Records to process section start

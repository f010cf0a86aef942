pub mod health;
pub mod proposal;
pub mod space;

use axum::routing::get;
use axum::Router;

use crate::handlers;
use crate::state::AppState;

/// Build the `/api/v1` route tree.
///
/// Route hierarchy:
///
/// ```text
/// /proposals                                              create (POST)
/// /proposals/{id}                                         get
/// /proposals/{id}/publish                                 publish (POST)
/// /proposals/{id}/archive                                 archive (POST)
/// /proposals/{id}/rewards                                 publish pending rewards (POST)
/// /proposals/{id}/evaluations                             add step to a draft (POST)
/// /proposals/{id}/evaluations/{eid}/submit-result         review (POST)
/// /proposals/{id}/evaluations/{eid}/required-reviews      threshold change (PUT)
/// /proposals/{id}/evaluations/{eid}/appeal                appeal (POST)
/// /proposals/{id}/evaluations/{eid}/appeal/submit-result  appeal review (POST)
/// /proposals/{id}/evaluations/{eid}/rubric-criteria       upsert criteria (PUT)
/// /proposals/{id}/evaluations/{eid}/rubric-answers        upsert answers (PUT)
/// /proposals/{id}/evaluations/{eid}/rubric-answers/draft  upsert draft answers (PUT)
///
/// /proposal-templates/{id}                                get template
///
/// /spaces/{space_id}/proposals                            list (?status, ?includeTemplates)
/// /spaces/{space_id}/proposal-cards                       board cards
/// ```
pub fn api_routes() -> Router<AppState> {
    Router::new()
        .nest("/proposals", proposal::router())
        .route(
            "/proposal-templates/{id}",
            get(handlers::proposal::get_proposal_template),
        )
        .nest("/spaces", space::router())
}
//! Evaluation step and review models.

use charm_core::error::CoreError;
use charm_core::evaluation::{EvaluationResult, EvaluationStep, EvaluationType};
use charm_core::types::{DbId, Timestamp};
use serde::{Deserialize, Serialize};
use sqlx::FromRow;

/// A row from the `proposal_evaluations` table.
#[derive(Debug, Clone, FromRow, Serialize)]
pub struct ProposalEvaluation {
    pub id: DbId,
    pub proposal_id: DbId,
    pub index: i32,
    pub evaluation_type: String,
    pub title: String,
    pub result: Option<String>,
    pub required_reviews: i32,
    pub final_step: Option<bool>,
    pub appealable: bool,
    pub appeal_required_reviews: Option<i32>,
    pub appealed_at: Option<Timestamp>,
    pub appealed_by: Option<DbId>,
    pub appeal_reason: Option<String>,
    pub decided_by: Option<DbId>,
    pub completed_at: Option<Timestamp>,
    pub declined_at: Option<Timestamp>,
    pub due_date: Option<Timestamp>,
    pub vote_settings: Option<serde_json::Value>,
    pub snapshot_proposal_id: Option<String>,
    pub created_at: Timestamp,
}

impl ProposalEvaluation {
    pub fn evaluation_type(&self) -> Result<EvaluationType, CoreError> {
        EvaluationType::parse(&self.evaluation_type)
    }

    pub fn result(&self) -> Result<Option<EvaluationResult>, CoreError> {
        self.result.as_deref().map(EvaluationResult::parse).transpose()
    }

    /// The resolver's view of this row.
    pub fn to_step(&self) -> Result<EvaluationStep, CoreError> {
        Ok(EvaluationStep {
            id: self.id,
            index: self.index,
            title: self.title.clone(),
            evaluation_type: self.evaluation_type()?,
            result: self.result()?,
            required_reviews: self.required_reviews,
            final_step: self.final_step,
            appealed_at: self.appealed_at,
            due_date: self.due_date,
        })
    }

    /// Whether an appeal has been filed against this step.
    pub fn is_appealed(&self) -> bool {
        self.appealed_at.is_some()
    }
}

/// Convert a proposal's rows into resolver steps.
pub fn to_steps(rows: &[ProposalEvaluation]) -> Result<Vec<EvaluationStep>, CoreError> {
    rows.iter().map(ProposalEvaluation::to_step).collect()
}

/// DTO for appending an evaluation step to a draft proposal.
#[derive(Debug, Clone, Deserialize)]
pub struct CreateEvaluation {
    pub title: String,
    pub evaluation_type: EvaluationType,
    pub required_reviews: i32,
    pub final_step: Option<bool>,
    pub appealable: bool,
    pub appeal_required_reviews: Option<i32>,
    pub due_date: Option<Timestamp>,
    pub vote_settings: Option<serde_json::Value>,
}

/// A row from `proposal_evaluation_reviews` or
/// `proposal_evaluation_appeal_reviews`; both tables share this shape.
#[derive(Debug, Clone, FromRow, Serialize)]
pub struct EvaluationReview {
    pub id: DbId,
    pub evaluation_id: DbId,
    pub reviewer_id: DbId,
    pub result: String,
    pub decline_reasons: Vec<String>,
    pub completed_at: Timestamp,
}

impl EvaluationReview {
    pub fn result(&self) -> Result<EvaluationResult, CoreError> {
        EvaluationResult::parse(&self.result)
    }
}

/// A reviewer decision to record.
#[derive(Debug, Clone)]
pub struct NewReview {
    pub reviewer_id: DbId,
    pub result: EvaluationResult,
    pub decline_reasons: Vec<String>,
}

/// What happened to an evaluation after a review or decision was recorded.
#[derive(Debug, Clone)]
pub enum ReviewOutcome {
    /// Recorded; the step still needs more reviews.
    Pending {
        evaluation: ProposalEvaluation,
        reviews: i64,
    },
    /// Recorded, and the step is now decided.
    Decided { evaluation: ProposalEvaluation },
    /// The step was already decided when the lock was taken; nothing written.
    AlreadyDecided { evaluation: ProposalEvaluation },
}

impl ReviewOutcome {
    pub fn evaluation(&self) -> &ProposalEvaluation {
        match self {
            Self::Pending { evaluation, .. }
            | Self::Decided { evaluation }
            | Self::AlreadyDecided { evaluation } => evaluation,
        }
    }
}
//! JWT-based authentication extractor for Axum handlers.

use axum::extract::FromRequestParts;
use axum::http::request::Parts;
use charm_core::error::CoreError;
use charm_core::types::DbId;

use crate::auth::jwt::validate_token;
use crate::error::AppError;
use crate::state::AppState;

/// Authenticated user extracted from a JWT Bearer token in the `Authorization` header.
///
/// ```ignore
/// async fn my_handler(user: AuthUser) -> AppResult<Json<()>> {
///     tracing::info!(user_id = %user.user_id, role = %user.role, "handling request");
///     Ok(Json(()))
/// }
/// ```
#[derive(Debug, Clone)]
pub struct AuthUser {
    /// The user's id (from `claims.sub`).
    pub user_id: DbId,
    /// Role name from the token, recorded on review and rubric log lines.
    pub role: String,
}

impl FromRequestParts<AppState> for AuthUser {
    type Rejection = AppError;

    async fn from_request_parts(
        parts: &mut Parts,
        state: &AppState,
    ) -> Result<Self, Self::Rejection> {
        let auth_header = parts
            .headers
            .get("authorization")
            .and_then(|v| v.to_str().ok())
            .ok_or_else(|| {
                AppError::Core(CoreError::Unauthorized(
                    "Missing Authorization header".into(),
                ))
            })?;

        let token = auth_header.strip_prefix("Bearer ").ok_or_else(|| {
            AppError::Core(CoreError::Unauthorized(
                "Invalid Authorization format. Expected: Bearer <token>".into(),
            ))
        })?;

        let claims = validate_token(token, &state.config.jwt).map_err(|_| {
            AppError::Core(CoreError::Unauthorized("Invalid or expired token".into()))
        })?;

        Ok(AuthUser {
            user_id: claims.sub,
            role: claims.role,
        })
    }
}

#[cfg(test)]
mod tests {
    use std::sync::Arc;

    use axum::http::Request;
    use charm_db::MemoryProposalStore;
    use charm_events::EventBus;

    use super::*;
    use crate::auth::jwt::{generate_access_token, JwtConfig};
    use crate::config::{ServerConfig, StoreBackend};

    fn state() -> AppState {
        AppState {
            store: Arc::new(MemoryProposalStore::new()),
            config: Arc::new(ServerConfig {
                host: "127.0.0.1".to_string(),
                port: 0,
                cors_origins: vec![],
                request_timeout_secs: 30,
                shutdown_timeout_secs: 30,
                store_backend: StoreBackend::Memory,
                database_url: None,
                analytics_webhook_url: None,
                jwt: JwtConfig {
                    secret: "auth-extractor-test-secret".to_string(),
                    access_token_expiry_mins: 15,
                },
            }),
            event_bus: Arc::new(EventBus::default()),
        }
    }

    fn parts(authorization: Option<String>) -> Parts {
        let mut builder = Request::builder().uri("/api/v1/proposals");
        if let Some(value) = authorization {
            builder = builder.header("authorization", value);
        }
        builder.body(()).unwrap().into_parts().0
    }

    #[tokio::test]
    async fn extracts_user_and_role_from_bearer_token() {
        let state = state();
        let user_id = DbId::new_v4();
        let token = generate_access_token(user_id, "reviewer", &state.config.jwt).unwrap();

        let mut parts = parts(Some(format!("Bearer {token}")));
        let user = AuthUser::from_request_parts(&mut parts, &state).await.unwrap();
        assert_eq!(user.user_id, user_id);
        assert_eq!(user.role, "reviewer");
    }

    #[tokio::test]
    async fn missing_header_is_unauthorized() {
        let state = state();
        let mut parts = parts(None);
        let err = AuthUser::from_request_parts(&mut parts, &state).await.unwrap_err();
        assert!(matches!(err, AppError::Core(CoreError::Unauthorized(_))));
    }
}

Records to process section end

> Problem description
Filter the data for the string "Deserialize" and copy every line that has it.

> Solution to the exercise
use serde::{Deserialize, Serialize};
#[derive(Debug, Clone, Deserialize)]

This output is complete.